RAW DATA:
=== Section Start ===

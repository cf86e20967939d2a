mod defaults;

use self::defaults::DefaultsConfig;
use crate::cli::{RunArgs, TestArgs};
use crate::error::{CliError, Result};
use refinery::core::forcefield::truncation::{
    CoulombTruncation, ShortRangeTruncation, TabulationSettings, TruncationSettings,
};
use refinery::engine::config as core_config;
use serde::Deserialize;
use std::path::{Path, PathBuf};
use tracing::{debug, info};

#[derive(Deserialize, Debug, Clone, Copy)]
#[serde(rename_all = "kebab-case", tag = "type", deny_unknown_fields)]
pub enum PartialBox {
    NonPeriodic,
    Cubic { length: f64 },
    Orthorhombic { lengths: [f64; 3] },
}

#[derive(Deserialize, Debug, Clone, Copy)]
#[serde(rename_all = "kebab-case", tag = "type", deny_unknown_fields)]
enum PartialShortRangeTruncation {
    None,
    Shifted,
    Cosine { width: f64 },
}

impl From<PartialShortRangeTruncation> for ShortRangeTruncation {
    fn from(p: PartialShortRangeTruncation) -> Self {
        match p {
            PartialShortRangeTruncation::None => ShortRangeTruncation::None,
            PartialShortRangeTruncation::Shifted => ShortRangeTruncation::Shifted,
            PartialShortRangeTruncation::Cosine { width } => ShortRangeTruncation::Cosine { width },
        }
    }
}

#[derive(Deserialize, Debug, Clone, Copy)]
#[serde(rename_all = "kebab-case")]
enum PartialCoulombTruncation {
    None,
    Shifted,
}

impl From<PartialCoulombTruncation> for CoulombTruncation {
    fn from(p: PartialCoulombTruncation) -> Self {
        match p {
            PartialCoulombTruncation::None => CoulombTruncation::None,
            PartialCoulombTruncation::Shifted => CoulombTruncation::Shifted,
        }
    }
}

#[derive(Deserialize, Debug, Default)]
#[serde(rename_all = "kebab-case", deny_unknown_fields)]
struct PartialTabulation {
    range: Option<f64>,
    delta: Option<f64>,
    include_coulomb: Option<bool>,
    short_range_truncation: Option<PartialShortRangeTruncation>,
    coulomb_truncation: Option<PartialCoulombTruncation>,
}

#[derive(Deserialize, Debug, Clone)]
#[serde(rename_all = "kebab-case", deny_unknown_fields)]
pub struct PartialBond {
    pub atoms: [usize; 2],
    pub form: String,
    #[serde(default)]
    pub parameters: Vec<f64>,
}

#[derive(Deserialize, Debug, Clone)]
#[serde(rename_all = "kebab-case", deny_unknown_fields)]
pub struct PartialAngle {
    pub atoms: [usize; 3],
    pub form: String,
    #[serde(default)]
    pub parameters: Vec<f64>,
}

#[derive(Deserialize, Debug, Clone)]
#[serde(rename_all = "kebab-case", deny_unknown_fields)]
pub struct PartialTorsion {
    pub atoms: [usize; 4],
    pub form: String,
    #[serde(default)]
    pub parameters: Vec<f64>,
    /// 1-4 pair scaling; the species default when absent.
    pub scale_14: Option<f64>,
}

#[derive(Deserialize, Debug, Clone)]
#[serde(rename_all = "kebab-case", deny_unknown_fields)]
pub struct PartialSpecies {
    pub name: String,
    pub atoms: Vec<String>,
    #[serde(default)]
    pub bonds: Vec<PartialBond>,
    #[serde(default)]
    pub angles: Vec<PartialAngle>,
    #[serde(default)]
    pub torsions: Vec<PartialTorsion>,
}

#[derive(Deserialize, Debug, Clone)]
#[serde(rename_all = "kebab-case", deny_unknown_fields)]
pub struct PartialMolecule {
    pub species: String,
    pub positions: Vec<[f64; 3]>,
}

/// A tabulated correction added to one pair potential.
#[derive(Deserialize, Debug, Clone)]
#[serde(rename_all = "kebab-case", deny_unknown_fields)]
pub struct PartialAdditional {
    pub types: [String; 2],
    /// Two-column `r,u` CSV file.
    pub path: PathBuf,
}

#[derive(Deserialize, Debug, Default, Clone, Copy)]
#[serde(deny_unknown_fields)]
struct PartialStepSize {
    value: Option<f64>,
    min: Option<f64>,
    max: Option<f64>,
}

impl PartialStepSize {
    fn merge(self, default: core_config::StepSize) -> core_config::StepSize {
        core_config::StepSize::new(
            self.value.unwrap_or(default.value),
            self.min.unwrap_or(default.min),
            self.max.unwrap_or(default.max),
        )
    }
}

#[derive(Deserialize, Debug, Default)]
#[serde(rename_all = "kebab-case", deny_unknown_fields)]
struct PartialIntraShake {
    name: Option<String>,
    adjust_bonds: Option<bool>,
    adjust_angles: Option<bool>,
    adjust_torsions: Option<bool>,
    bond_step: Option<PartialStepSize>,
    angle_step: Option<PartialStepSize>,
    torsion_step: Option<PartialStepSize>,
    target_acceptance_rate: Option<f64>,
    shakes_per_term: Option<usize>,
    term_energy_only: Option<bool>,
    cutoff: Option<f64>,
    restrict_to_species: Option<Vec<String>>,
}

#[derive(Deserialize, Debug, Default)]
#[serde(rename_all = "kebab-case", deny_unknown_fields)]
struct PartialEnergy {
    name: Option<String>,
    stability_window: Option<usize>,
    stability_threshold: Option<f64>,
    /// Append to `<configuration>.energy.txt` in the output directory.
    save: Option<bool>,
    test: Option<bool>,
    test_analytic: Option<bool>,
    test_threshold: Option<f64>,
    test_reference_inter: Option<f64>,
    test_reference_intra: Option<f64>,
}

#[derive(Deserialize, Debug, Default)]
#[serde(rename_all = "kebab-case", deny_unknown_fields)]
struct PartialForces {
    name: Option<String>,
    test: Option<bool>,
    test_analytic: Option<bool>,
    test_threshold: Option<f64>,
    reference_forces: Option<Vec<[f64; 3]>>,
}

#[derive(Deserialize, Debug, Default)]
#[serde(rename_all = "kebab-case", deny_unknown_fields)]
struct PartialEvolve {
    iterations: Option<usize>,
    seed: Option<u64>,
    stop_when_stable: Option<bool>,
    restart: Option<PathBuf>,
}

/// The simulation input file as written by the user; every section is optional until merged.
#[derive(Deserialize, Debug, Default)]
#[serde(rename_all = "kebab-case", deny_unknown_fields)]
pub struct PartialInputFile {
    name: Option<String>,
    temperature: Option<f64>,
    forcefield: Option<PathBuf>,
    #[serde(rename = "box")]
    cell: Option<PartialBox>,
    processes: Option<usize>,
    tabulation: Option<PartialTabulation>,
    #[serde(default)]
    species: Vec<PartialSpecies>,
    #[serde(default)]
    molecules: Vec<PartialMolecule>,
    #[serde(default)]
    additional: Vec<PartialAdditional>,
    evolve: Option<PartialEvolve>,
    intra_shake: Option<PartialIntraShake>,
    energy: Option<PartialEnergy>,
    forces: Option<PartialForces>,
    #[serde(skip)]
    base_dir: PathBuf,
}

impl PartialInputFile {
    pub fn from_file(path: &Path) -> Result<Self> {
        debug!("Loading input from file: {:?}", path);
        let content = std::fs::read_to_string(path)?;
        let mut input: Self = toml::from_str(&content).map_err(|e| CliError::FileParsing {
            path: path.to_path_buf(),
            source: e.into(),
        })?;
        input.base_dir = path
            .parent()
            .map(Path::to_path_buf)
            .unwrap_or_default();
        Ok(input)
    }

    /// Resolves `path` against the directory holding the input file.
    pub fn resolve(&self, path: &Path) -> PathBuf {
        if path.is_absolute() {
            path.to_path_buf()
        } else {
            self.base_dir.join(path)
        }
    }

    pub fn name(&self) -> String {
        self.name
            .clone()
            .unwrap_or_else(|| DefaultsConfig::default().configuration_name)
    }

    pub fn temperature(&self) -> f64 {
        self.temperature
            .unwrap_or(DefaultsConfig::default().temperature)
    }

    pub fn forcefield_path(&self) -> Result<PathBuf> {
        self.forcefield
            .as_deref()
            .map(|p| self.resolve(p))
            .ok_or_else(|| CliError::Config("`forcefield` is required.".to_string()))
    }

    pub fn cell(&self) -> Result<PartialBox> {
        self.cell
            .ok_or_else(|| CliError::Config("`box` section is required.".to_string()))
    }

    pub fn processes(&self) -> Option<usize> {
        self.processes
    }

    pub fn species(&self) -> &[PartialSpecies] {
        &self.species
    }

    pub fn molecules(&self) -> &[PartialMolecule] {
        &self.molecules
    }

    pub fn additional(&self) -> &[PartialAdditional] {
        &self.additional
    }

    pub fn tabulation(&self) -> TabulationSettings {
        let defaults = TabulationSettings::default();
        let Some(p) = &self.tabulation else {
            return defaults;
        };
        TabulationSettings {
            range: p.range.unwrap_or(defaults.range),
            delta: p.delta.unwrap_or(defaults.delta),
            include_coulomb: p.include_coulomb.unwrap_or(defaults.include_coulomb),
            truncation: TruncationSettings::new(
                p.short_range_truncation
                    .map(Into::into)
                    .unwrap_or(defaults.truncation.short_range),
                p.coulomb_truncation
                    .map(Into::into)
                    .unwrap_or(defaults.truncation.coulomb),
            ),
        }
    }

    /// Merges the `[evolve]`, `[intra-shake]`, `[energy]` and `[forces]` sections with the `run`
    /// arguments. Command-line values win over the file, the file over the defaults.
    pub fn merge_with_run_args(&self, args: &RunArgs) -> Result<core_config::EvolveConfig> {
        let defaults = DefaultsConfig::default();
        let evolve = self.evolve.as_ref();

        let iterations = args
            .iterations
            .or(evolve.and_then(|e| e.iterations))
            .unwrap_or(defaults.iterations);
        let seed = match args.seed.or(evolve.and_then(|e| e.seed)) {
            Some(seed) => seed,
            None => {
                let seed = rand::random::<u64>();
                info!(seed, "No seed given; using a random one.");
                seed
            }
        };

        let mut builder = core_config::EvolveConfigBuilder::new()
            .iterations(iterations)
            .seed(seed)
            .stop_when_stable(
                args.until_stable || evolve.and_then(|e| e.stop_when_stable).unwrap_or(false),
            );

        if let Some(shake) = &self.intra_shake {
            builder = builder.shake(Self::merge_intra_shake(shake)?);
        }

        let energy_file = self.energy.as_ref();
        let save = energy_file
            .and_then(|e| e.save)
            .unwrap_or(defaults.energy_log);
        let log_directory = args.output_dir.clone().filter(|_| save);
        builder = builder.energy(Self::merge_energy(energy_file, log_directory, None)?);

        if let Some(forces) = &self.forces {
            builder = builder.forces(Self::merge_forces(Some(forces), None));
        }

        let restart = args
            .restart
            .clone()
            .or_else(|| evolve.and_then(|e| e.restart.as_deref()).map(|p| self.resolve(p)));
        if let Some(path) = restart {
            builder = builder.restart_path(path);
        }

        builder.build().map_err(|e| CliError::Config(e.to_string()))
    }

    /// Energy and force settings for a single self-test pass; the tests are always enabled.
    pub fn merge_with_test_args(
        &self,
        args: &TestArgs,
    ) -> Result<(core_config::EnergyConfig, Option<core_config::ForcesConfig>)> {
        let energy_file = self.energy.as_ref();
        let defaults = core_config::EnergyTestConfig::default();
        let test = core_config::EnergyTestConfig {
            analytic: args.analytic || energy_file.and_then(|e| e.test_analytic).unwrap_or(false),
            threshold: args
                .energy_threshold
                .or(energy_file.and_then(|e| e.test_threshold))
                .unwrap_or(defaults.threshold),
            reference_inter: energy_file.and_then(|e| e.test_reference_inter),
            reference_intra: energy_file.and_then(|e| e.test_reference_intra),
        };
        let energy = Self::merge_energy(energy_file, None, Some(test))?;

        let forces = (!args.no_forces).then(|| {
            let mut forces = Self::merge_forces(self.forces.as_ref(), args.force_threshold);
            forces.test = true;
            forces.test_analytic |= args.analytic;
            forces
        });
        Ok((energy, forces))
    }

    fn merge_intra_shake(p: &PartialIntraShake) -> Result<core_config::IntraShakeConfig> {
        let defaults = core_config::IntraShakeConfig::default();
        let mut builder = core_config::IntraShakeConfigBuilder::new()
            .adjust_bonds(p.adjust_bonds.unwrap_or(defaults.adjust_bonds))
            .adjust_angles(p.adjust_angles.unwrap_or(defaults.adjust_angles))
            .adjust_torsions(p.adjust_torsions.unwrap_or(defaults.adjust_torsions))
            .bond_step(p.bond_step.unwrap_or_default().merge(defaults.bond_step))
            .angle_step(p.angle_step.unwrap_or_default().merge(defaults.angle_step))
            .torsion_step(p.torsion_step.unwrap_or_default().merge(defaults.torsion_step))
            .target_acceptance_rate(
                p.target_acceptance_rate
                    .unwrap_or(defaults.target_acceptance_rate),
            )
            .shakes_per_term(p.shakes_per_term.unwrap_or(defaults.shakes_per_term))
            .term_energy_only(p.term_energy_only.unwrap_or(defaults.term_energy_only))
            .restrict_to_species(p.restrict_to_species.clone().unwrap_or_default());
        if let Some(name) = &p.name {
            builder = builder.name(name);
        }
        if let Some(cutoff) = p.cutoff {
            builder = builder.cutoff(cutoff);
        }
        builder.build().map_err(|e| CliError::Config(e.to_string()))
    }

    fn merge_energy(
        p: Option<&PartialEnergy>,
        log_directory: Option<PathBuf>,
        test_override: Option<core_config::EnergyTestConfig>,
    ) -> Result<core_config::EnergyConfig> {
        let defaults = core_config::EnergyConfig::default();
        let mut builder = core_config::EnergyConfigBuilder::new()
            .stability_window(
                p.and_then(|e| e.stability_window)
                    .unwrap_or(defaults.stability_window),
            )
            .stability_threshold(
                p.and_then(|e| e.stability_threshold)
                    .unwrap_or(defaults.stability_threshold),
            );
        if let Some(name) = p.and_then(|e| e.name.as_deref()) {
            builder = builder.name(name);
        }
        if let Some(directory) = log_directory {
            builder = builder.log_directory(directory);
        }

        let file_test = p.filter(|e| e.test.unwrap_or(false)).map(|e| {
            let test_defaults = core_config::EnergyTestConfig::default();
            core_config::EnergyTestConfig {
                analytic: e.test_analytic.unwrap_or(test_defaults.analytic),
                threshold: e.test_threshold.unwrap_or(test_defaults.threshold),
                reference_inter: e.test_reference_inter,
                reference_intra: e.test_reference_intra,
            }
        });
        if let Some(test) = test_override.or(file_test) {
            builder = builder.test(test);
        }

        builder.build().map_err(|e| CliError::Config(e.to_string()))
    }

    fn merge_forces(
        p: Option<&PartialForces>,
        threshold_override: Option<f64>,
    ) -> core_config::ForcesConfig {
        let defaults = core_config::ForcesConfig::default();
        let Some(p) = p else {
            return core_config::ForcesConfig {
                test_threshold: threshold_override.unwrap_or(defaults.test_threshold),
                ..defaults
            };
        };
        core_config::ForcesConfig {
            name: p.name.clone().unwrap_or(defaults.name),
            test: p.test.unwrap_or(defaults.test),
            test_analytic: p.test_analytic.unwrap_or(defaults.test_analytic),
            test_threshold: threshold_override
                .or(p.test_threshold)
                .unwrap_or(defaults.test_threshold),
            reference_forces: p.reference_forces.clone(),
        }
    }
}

=== Section End ===

Please report how many lines in the records above contain the word "Cosine", and give nothing but the number.

TASK RESULT: 2